Der Nachweis der Arbeitsunfähigkeit

Nach Angaben des statistischen Bundesamtes war im Jahr 2021 jeder Mitarbeiter im Durchschnitt 11 Tage krank. Bei dieser Zahl ist allerdings zu berücksichtigen, dass hierbei Erkrankungen, bei denen ein Nachweis der Arbeitsunfähigkeit arbeitsvertraglich nicht erbracht werden muss (üblicherweise 3 Tage) nicht berücksichtigt wurden. Insoweit könnte die vorgenannte Zahl auch höher liegen.

von Dr. Svenja Kahlke-Kreitzberg

Der Umgang mit Krankheitszeiten im Betrieb ist oft geprägt von einer gewissen Resignation, liegt eine Arbeitsunfähigkeitsbescheinigung vor, dann muss man die Erkrankung in der Regel hinnehmen. Das ist vom Grundsatz so richtig, dennoch gibt es immer mal wieder Ausnahmen, so in einem vom LAG Rheinland-Pfalz entschiedenen Fall (Urt. v. 22.04.2022, Az.: 1 Sa 484/21):

https://www.landesrecht.rlp.de/bsrp/document/JURE220030598

Der dortige Kläger nahm seine Arbeit nach einer über 17 Monate andauernden Arbeitsunfähigkeit wieder auf. Allerdings wurde er nicht an seinem bisherigen Arbeitsplatz im Lager eingesetzt, sondern erhielt kurzfristig anfallende Sonderaufgaben. Nach einer neuerlichen Krankschreibung und Wiederaufnahme der Arbeit wurde dem Kläger einige Tage später eine schriftliche Arbeitsanweisung für diesen Tag vorgelegt, nach der dieser bestimmte Arbeiten erbringen sollte. Er äußerte sich hierzu ablehnend und verließ seinen Arbeitsplatz. Mit E-Mail vom gleichen Tag teilte der Kläger sodann mit, dass er bis zum 27.05.2020 krankgeschrieben worden sei. Hierzu existierte eine Arbeitsunfähigkeitsbescheinigung, die als Erstbescheinigung ausgestellt ist und unter Diagnose angibt „Z60G“. 

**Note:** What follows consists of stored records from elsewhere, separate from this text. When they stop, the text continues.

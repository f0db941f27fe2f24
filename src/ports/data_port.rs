//! Data access port trait.

use crate::domain::error::TrendscopeError;
use crate::domain::ohlcv::OhlcvBar;
use crate::domain::window::FetchRequest;

pub trait DataPort {
    /// Date-ordered, complete bars inside the requested window.
    ///
    /// An empty vector means the source had nothing for the window; callers
    /// decide whether that is fatal.
    fn fetch_ohlcv(
        &self,
        symbol: &str,
        request: &FetchRequest,
    ) -> Result<Vec<OhlcvBar>, TrendscopeError>;
}
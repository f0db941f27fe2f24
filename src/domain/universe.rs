//! Symbol lists and per-symbol skip bookkeeping for the multi-symbol pipelines.

use std::collections::HashSet;
use std::fmt;

use crate::domain::error::TrendscopeError;

#[derive(Debug, Clone, thiserror::Error)]
pub enum UniverseError {
    #[error("empty token in symbol list")]
    EmptyToken,

    #[error("duplicate symbol: {0}")]
    DuplicateSymbol(String),

    #[error("invalid symbol '{0}': path separators and dot-only names are not allowed")]
    InvalidSymbol(String),
}

/// Symbols become file names, so they must not climb out of a directory.
fn is_file_safe(symbol: &str) -> bool {
    !symbol.contains(['/', '\\', '\0']) && !symbol.chars().all(|c| c == '.')
}

pub fn parse_symbols(input: &str) -> Result<Vec<String>, UniverseError> {
    let mut symbols = Vec::new();
    let mut seen = HashSet::new();

    for token in input.split(',') {
        let trimmed = token.trim();
        if trimmed.is_empty() {
            return Err(UniverseError::EmptyToken);
        }
        let symbol = trimmed.to_uppercase();
        if !is_file_safe(&symbol) {
            return Err(UniverseError::InvalidSymbol(trimmed.to_string()));
        }
        if !seen.insert(symbol.clone()) {
            return Err(UniverseError::DuplicateSymbol(symbol));
        }
        symbols.push(symbol);
    }

    Ok(symbols)
}

#[derive(Debug, Clone, PartialEq)]
pub enum SkipReason {
    NoData,
    InsufficientWarmup { bars: usize, minimum: usize },
    NoReturns,
    FetchFailed(String),
}

impl fmt::Display for SkipReason {
    fn fmt(&self, f: &mut fmt::Formatter<'_>) -> fmt::Result {
        match self {
            SkipReason::NoData => write!(f, "no data"),
            SkipReason::InsufficientWarmup { bars, minimum } => {
                write!(f, "only {} bars, need {} for indicator warm-up", bars, minimum)
            }
            SkipReason::NoReturns => write!(f, "no return data"),
            SkipReason::FetchFailed(reason) => write!(f, "fetch failed: {}", reason),
        }
    }
}

impl From<&TrendscopeError> for SkipReason {
    fn from(err: &TrendscopeError) -> Self {
        match err {
            TrendscopeError::NoData { .. } => SkipReason::NoData,
            TrendscopeError::InsufficientWarmup { bars, minimum, .. } => {
                SkipReason::InsufficientWarmup {
                    bars: *bars,
                    minimum: *minimum,
                }
            }
            TrendscopeError::Fetch { reason, .. } => SkipReason::FetchFailed(reason.clone()),
            other => SkipReason::FetchFailed(other.to_string()),
        }
    }
}

#[derive(Debug, Clone, PartialEq)]
pub struct SkippedSymbol {
    pub symbol: String,
    pub reason: SkipReason,
}

/// Outcome of processing one symbol: a value, or the reason it was left out.
pub type SymbolOutcome<T> = Result<T, SkippedSymbol>;

/// Successful values in input order, plus every skipped symbol.
#[derive(Debug, Clone, PartialEq)]
pub struct ScanResult<T> {
    pub ready: Vec<T>,
    pub skipped: Vec<SkippedSymbol>,
}

impl<T> ScanResult<T> {
    pub fn is_empty(&self) -> bool {
        self.ready.is_empty()
    }
}

impl<T> FromIterator<SymbolOutcome<T>> for ScanResult<T> {
    fn from_iter<I: IntoIterator<Item = SymbolOutcome<T>>>(iter: I) -> Self {
        let mut ready = Vec::new();
        let mut skipped = Vec::new();
        for outcome in iter {
            match outcome {
                Ok(value) => ready.push(value),
                Err(skip) => skipped.push(skip),
            }
        }
        ScanResult { ready, skipped }
    }
}

#[cfg(test)]
mod tests {
    use super::*;

    #[test]
    fn parse_symbols_basic() {
        let result = parse_symbols("TCS.NS, infy.ns ,SBIN.NS").unwrap();
        assert_eq!(result, vec!["TCS.NS", "INFY.NS", "SBIN.NS"]);
    }

    #[test]
    fn parse_symbols_empty_token() {
        assert!(matches!(
            parse_symbols("TCS.NS,,ITC.NS"),
            Err(UniverseError::EmptyToken)
        ));
    }

    #[test]
    fn parse_symbols_duplicate() {
        let result = parse_symbols("ITC.NS,LT.NS,itc.ns");
        assert!(matches!(result, Err(UniverseError::DuplicateSymbol(s)) if s == "ITC.NS"));
    }

    #[test]
    fn parse_symbols_rejects_paths() {
        for raw in ["../x", "data/TCS.NS", "..\\evil", "..", "."] {
            assert!(
                matches!(parse_symbols(raw), Err(UniverseError::InvalidSymbol(_))),
                "{raw} should be rejected"
            );
        }
        assert_eq!(parse_symbols("M&M.NS,^NSEI").unwrap(), vec!["M&M.NS", "^NSEI"]);
    }

    #[test]
    fn skip_reason_from_error() {
        let err = TrendscopeError::InsufficientWarmup {
            symbol: "LT.NS".into(),
            bars: 12,
            minimum: 50,
        };
        assert_eq!(
            SkipReason::from(&err),
            SkipReason::InsufficientWarmup {
                bars: 12,
                minimum: 50
            }
        );
        assert_eq!(
            SkipReason::from(&TrendscopeError::NoData {
                symbol: "LT.NS".into()
            }),
            SkipReason::NoData
        );
    }

    #[test]
    fn scan_result_partitions_outcomes() {
        let outcomes: Vec<SymbolOutcome<u32>> = vec![
            Ok(1),
            Err(SkippedSymbol {
                symbol: "B".into(),
                reason: SkipReason::NoData,
            }),
            Ok(3),
        ];
        let scan: ScanResult<u32> = outcomes.into_iter().collect();
        assert_eq!(scan.ready, vec![1, 3]);
        assert_eq!(scan.skipped.len(), 1);
        assert_eq!(scan.skipped[0].symbol, "B");
    }

    #[test]
    fn skip_reason_display() {
        assert_eq!(
            SkipReason::InsufficientWarmup { bars: 3, minimum: 50 }.to_string(),
            "only 3 bars, need 50 for indicator warm-up"
        );
    }
}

Die Beklagte kündigte das Arbeitsverhältnis wegen Verdachts eines Vortäuschens seiner Arbeitsunfähigkeit. Das LAG erachtete die Anhaltspunkte im vorliegenden Fall für ausreichend und wies die Kündigungsschutzklage ab.

Für erheblich erachtete das LAG hier bereits, dass die behauptete Arbeitsunfähigkeit in unmittelbarem Zusammenhang mit der Erteilung einer dem Kläger missliebigen Arbeitsanweisung erfolgte. Vor der Arbeitsanweisung sei von Beschwerden keine Rede gewesen. Weiter habe er angeben, er habe Magenbeschwerden. Bei der ärztlichen Untersuchung gab er allerdings andere Beschwerde an. Zudem attestierte der Arzt die Diagnose „Z60G“, hier werden Kontaktanlässe mit Bezug auf die soziale Umgebung erfasst. Hierzu führt das LAG aus, dass in diesen Fällen Sachverhalte als Diagnosen oder Probleme angegeben werden, die nicht als Krankheit, Verletzung oder äußere Ursache klassifizierbar sei und es damit bereits an dem für die Annahme einer Arbeitsunfähigkeit konstitutiven Merkmal der Krankheit fehle.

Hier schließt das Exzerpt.